From the records below, work out how many lines carry the string "crate". Leave out everything but the number.
#####
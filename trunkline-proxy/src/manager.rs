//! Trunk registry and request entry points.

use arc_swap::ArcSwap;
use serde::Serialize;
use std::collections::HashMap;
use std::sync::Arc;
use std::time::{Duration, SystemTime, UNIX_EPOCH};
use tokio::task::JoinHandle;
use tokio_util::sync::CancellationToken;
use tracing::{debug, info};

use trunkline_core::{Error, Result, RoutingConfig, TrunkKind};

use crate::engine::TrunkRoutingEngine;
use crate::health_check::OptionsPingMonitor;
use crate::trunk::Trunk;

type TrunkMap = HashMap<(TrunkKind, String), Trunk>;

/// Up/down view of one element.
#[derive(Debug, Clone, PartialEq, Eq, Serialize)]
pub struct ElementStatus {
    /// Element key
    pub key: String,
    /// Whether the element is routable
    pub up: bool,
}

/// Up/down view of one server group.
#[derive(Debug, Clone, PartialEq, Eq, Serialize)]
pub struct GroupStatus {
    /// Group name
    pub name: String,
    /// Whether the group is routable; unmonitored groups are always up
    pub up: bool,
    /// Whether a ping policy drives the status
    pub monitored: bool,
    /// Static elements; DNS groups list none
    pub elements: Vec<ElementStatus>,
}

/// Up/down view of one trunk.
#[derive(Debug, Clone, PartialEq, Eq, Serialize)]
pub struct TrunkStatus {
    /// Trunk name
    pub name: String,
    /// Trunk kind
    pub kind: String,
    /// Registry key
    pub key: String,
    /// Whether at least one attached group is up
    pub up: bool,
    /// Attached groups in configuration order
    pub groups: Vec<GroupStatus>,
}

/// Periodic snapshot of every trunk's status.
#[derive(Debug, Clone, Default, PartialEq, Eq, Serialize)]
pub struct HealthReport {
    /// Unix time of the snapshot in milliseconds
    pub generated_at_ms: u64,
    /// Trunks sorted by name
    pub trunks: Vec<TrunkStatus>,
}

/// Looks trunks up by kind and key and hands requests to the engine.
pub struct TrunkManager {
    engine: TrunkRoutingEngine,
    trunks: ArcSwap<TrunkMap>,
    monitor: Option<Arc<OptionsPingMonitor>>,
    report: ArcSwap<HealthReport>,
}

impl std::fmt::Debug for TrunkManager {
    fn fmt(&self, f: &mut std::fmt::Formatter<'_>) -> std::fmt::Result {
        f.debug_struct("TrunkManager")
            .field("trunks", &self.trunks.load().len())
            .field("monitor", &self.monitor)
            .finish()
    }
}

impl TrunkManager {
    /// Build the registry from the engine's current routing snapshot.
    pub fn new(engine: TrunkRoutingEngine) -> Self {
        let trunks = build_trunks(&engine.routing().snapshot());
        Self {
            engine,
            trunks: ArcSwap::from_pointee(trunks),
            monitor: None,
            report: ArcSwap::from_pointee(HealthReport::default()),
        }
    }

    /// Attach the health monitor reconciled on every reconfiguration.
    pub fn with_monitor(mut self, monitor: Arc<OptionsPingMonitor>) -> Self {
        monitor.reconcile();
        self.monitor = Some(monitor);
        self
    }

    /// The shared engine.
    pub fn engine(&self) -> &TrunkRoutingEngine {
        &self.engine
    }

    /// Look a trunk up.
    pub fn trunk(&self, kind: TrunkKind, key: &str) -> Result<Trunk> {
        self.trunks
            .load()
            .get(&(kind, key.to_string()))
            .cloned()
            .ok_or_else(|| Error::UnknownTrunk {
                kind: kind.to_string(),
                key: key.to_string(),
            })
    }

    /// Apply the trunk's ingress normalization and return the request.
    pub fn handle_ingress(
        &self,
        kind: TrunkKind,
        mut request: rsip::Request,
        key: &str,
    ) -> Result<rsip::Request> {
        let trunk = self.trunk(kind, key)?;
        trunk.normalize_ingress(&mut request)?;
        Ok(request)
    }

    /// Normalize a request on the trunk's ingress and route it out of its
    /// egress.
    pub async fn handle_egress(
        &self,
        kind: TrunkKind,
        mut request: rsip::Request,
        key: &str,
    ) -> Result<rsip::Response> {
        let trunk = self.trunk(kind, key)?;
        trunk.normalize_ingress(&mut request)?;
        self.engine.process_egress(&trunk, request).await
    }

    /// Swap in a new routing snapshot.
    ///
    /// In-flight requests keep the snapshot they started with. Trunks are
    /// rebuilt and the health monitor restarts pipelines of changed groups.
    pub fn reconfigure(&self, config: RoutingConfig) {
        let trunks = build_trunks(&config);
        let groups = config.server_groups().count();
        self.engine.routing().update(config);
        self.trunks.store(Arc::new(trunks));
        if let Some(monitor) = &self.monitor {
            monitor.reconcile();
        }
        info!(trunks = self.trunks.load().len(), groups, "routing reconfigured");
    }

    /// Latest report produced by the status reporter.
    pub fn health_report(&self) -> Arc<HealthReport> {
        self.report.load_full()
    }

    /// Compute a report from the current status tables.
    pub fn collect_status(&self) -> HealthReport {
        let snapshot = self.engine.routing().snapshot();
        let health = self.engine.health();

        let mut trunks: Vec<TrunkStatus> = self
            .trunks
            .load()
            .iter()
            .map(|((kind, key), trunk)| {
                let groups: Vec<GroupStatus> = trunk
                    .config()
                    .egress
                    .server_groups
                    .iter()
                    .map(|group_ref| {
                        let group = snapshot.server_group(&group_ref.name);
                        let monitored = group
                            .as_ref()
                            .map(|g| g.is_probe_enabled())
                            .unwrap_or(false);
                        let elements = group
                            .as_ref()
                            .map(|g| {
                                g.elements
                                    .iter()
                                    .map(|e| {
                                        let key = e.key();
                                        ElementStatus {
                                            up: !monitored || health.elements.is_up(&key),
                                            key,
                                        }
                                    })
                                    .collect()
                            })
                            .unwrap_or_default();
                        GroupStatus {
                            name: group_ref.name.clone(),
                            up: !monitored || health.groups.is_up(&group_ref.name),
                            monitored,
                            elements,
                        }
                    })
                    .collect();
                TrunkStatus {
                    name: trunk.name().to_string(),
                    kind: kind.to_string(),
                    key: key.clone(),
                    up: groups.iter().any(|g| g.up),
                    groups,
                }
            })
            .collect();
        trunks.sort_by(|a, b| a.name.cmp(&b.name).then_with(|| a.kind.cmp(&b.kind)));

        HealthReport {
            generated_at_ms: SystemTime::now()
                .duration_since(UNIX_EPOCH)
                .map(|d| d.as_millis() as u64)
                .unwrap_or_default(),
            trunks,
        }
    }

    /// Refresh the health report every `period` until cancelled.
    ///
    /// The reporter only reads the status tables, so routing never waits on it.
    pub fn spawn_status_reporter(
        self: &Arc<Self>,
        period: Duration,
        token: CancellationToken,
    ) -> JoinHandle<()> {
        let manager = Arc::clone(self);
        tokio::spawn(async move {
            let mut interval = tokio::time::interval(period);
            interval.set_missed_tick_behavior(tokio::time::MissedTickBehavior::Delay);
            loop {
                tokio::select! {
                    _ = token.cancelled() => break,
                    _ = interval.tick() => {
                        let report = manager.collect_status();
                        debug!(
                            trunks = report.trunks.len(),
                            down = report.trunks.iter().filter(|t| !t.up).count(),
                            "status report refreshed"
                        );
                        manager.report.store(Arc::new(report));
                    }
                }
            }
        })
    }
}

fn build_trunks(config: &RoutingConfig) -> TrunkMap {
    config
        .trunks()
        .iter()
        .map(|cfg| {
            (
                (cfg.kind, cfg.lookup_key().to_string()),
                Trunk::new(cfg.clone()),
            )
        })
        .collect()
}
#####
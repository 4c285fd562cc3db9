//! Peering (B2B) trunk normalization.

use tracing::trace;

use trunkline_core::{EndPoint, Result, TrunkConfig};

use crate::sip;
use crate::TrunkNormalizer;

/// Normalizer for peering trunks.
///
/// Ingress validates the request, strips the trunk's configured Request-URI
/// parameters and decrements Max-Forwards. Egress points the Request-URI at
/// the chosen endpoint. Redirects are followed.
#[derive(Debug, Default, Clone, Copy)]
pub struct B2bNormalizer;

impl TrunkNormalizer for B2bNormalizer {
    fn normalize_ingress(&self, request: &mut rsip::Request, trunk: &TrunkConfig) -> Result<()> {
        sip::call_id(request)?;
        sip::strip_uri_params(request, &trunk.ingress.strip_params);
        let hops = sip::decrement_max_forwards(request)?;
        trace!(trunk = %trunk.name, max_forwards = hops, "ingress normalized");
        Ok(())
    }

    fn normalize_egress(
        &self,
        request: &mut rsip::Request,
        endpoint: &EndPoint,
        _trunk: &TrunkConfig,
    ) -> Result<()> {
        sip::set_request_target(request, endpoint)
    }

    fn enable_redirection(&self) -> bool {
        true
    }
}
#####
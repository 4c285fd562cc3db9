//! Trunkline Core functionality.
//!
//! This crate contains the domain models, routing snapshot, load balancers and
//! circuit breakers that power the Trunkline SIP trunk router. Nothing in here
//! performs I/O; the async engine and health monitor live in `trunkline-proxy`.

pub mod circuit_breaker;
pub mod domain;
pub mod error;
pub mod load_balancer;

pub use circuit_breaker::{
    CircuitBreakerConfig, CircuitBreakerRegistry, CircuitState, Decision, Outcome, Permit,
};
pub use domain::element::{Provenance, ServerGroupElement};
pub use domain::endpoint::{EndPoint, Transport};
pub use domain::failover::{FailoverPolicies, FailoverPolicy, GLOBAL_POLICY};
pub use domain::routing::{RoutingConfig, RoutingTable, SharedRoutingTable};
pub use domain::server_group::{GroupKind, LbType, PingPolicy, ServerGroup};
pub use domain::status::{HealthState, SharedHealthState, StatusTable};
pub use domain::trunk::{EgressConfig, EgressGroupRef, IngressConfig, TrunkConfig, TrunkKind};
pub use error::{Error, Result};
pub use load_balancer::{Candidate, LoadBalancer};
#####
Reply to the exercise: 6